The Financial Accounting Standards Board, in its Feb. 1 meeting, voted to advance its first standard on cryptocurrencies and digital assets. The exposure draft is set to be released in late March and stakeholders will have 75 days to comment.
The board’s project has undergone several refinements over the course of several meetings within the past year. During its Aug. 31 meeting, FASB decided to focus specifically on cryptocurrencies, since the term “digital assets” has an overly broad scope that members felt would only muddy the issue.
During that meeting, the board decided that the proposed standard would apply to those assets which:
- Meet the GAAP definition of an intangible asset (which excludes financial assets);
- Not provide the asset holder with enforceable rights to, or claims on, underlying goods, services or other assets (such as with a contract);
- Have been created, or resides on, a distributed ledger or “blockchain;”
- Are secured through cryptography; and,
- Are fungible.
Later, at its October meeting, FASB decided that cryptocurrencies should be accounted for at fair value using the guidance in Topic 820, “Fair Value Measurement,” in contrast with the more typical method today of cost minus impairment.
FASB believes such an approach would better align measurement of crypto assets with that of other assets used for investment purposes like financial instruments, which are also reported at fair value. The board believes such an approach would also allow alignment between entities that currently use specialized industry or regulatory guidance that require fair value measurement.
During that meeting, the board also said fair value reporting should be required, as it made little sense to make it optional, considering that FASB’s goal is to encourage uniformity in reporting. Similarly, the board uniformly agreed there should be no exceptions for an inactive market where a particular token is not actively traded, such as being able to continue to use the cost less impairment model or being able to say the fair value is 0.
Final adjustments before release
Finally, at its most recent February meeting, FASB considered additional scope questions, the role of “wrapped” tokens that effectively give someone a right to a certain amount of cryptocurrency (usually used for cross-blockchain transactions), the extent to which they should or should not specify the use of public blockchains, effective dates and transition methods, and whether private companies should get more time.
On the additional scope considerations, the board decided that the exposure draft would specifically not cover issuers and creators of cryptocurrencies and their related parties. Board member Susan Cosper said, echoing others who had also spoken, that the project never had these entities in mind anyway and so it was good to be explicit that they are excluded.
“On the creators and issuers issue, I agree — as we went into this, I don’t think my intent was ever to include them, so being explicit in excluding them in terms of the scope is important,” she said.
Staff clarified, though, that cryptocurrency miners would not count as creators or issuers and so would be in the scope of the proposed standard.
Much of the debate was consumed with “wrapped tokens.” The board, after much discussion, agreed that they too should be scoped out of the proposed standard, at least for now. Board member Jim Kroeker felt it would be best to exclude them because there are just too many permutations to consider if they want to ever get this project completed, and further the market for wrapped tokens isn’t big enough yet to be of a major concern anyway.
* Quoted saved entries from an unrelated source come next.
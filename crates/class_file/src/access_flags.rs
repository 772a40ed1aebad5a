use bitflags::bitflags;

bitflags! {
    /// Access and property flags shared by classes, fields and methods. Some bits mean different
    /// things depending on where they appear, hence the aliases.
    pub struct AccessFlags: u16 {
        const PUBLIC = 0x0001;
        const PRIVATE = 0x0002;
        const PROTECTED = 0x0004;
        const STATIC = 0x0008;
        const FINAL = 0x0010;
        const SYNCHRONIZED = 0x0020;
        const SUPER = 0x0020;
        const VOLATILE = 0x0040;
        const BRIDGE = 0x0040;
        const TRANSIENT = 0x0080;
        const VARARGS = 0x0080;
        const NATIVE = 0x0100;
        const INTERFACE = 0x0200;
        const ABSTRACT = 0x0400;
        const STRICT = 0x0800;
        const SYNTHETIC = 0x1000;
        const ANNOTATION = 0x2000;
        const ENUM = 0x4000;
        const MODULE = 0x8000;
    }
}

const KEYWORDS: [(AccessFlags, &str); 11] = [
    (AccessFlags::PUBLIC, "public"),
    (AccessFlags::PRIVATE, "private"),
    (AccessFlags::PROTECTED, "protected"),
    (AccessFlags::STATIC, "static"),
    (AccessFlags::FINAL, "final"),
    (AccessFlags::SYNCHRONIZED, "synchronized"),
    (AccessFlags::VOLATILE, "volatile"),
    (AccessFlags::TRANSIENT, "transient"),
    (AccessFlags::NATIVE, "native"),
    (AccessFlags::INTERFACE, "interface"),
    (AccessFlags::ABSTRACT, "abstract"),
];

impl AccessFlags {
    /// Renders the flags as source keywords, each followed by a space, always in the same order.
    ///
    /// ```
    /// use jdecode_class_file::AccessFlags;
    ///
    /// let flags = AccessFlags::FINAL | AccessFlags::STATIC | AccessFlags::PUBLIC;
    /// assert_eq!("public static final ", flags.to_keywords());
    /// ```
    pub fn to_keywords(self) -> String {
        KEYWORDS
            .iter()
            .filter(|(flag, _)| self.contains(*flag))
            .fold(String::new(), |mut text, (_, keyword)| {
                text.push_str(keyword);
                text.push(' ');
                text
            })
    }
}
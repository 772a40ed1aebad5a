use thiserror::Error;

use crate::constant_pool;

#[derive(Error, Debug)]
pub enum ClassFileError {
    #[error("Out of bounds at offset {offset}: requested {requested} bytes, {remaining} remaining")]
    OutOfBounds {
        offset: usize,
        requested: usize,
        remaining: usize,
    },
    #[error("Unsupported constant pool tag {tag} at offset {offset}")]
    UnsupportedConstantTag { tag: u8, offset: usize },
    #[error("This attribute type is not supported yet. [#{name_index} {entry}]")]
    UnsupportedAttribute { name_index: u16, entry: String },
    #[error(transparent)]
    UnknownTypeTag(#[from] jdecode_descriptor::DescriptorError),
    #[error("Invalid magic identifier: 0x{0:X}")]
    InvalidMagicIdentifier(u32),
    #[error("Malformed modified UTF-8 at offset {offset}")]
    MalformedModifiedUtf8 { offset: usize },
    #[error("Invalid constant pool index: {0}")]
    InvalidConstantPoolIndex(u16),
    #[error("Expected {0}, found {1:?}")]
    UnexpectedConstantPoolEntry(&'static str, constant_pool::CpInfo),
    #[error("Invalid constant pool count {count} at offset {offset}")]
    InvalidConstantPoolCount { count: u16, offset: usize },
    #[error("Eight-byte constant at index {index} overflows the declared constant pool")]
    WideConstantOverflow { index: usize },
    #[error("{remaining} trailing bytes at offset {offset}")]
    TrailingBytes { offset: usize, remaining: usize },
    #[error("Unknown element_value tag [{tag}] at offset {offset}")]
    UnknownElementValueTag { tag: char, offset: usize },
}
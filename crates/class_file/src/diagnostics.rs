use thiserror::Error;

/// How the decoder treats anomalies in best-effort metadata such as annotations.
///
/// Structural problems (bad constant tags, unknown attribute names, truncated buffers) are fatal
/// under either policy.
#[derive(Debug, Default, Clone, Copy, PartialEq, Eq)]
pub enum Policy {
    /// Record a [`Diagnostic`] and keep decoding.
    #[default]
    Lenient,
    /// Turn every [`Diagnostic`] into an error.
    Strict,
}

#[derive(Error, Debug, Clone, PartialEq, Eq)]
pub enum Diagnostic {
    #[error("element_value tag [{tag}] at offset {offset} is not defined")]
    UnknownElementValueTag { tag: char, offset: usize },
    #[error("{attribute} attribute left {remaining} bytes unread at offset {offset}")]
    UnreadAttributeBytes {
        attribute: &'static str,
        offset: usize,
        remaining: usize,
    },
}

#[derive(Debug, Default, Clone, PartialEq, Eq)]
pub struct Diagnostics(pub Vec<Diagnostic>);
impl Diagnostics {
    pub fn push(&mut self, diagnostic: Diagnostic) {
        log::warn!("{}", diagnostic);
        self.0.push(diagnostic);
    }

    pub fn is_empty(&self) -> bool {
        self.0.is_empty()
    }

    pub fn len(&self) -> usize {
        self.0.len()
    }

    pub fn iter(&self) -> std::slice::Iter<'_, Diagnostic> {
        self.0.iter()
    }
}
impl<'a> IntoIterator for &'a Diagnostics {
    type Item = &'a Diagnostic;
    type IntoIter = std::slice::Iter<'a, Diagnostic>;

    fn into_iter(self) -> Self::IntoIter {
        self.0.iter()
    }
}
//! Router for the tools API

use std::sync::Arc;

use axum::{
    Router,
    extract::{Path, State},
    response::Json,
    routing::{get, post},
};
use serde_json::Value;

use super::public;
use crate::api::public::ApiError;
use crate::api::state::AppState;

type SharedState = Arc<AppState>;

async fn list_tools_handler(State(state): State<SharedState>) -> Result<Json<Value>, ApiError> {
    let definitions = serde_json::to_value(&state.tools)?;
    Ok(Json(definitions))
}

async fn call_tool_handler(
    State(state): State<SharedState>,
    Path(name): Path<String>,
    body: String,
) -> Result<Json<public::ToolCallResponse>, ApiError> {
    let tool = state
        .tool(&name)
        .ok_or_else(|| ApiError::not_found(format!("No tool named '{}'", name)))?;

    // An empty body means a tool called without arguments
    let args = if body.trim().is_empty() {
        String::from("{}")
    } else {
        body
    };
    tracing::debug!("Calling tool {} with {}", name, args);
    let output = tool.call(&args).await?;

    Ok(Json(public::ToolCallResponse { name, output }))
}

pub fn router() -> Router<SharedState> {
    Router::new()
        .route("/", get(list_tools_handler))
        .route("/{name}", post(call_tool_handler))
}
//! API routes module

pub mod tools;

use std::sync::Arc;

use crate::api::state::AppState;
use axum::Router;

type SharedState = Arc<AppState>;

/// Create the combined API router
pub fn router() -> Router<SharedState> {
    Router::new()
        // Tool listing and invocation
        .nest("/tools", tools::router())
}
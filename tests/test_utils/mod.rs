//! Test utilities for integration tests
use std::env;
use std::sync::Arc;
use std::time::{Duration, SystemTime};

use axum::{Router, body::Body};

use errand::api::AppState;
use errand::api::app;
use errand::core::config::{
    CalendarConfig, EmailConfig, RetrySettings, TranscriptConfig, WhatsAppConfig,
};
use errand::core::{AppConfig, RetryPolicy};

/// A configuration with no credentials at all that never reads the
/// environment. Services it points at are unreachable.
pub fn test_config() -> AppConfig {
    // A unique, never created directory so the calendar token file is
    // always missing
    let ts = SystemTime::now()
        .duration_since(SystemTime::UNIX_EPOCH)
        .unwrap()
        .as_nanos()
        .to_string();
    let dir = env::temp_dir().join(format!("errand-test-{}", ts));
    let fast = Duration::from_millis(1);

    AppConfig {
        calendar: CalendarConfig {
            calendar_id: String::from("primary"),
            timezone: String::from("Europe/Paris"),
            token_file: dir.join("token.json"),
            credentials_file: dir.join("credentials.json"),
            read_only: false,
            api_base_url: String::from("http://127.0.0.1:1"),
            auth_url: String::from("http://127.0.0.1:1/auth"),
            token_url: String::from("http://127.0.0.1:1/token"),
        },
        whatsapp: WhatsAppConfig::default(),
        email: EmailConfig::default(),
        transcript: TranscriptConfig {
            rapid_api_key: None,
            rapid_api_host: String::from("youtube-v2.p.rapidapi.com"),
            base_url: String::from("http://127.0.0.1:1"),
        },
        retry: RetrySettings {
            calendar: RetryPolicy::calendar().with_base_delay(fast),
            messaging: RetryPolicy::messaging().with_base_delay(fast),
            email: RetryPolicy::email().with_base_delay(fast),
            transcript: RetryPolicy::transcript().with_base_delay(fast),
        },
    }
}

/// Creates a test application router from `config`.
///
/// Tests sharing a mock server should be marked `#[serial]`.
pub fn test_app_with(config: AppConfig) -> Router {
    app(Arc::new(AppState::new(config)))
}

pub fn test_app() -> Router {
    test_app_with(test_config())
}

pub async fn body_to_string(body: Body) -> String {
    let bytes = axum::body::to_bytes(body, usize::MAX)
        .await
        .expect("Failed to read body");
    String::from_utf8(bytes.to_vec()).expect("Body is not UTF-8")
}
“Am I trading something asset-backed? The Bitcoin itself is not asset-backed, but a wrapped something means now I have the rights in a contract entitling me to someone else’s asset, so that sounds like an asset-backed investment. Is it an asset-backed security? An indexed receivable? I don’t know how we answer that without knowing the terms of every single contract. Is every wrapped thing an identical contract? Is it taking my own thing and holding it in custody and calling it wrapped? Do they have to own the underlying asset?” he said, then added, “The market phenomena of wrapped crypto … the largest is $4 billion, the total market cap is less than $10 billion. … There would be way more I’d need to expand this scope.”
For similar reasons, board members said they should not specify whether something should be on a public blockchain because the term can be extremely broad and there would inevitably be issues with how they define it.
“I think adding the term ‘public’ would be very problematic. We don’t even know what a public blockchain truly is in the world today, so why bother trying to define it?” said board member Gary Buesser.
The board finally decided that early adoption should be permitted and that a cumulative-effect adjustment to retained earnings (or other appropriate components of equity or net assets in the statement of financial position) would be recognized as of the beginning of the first annual period in which the guidance is adopted. FASB decided that all entities, including nonpublic entities, should be subject to the same effective date and transition requirements.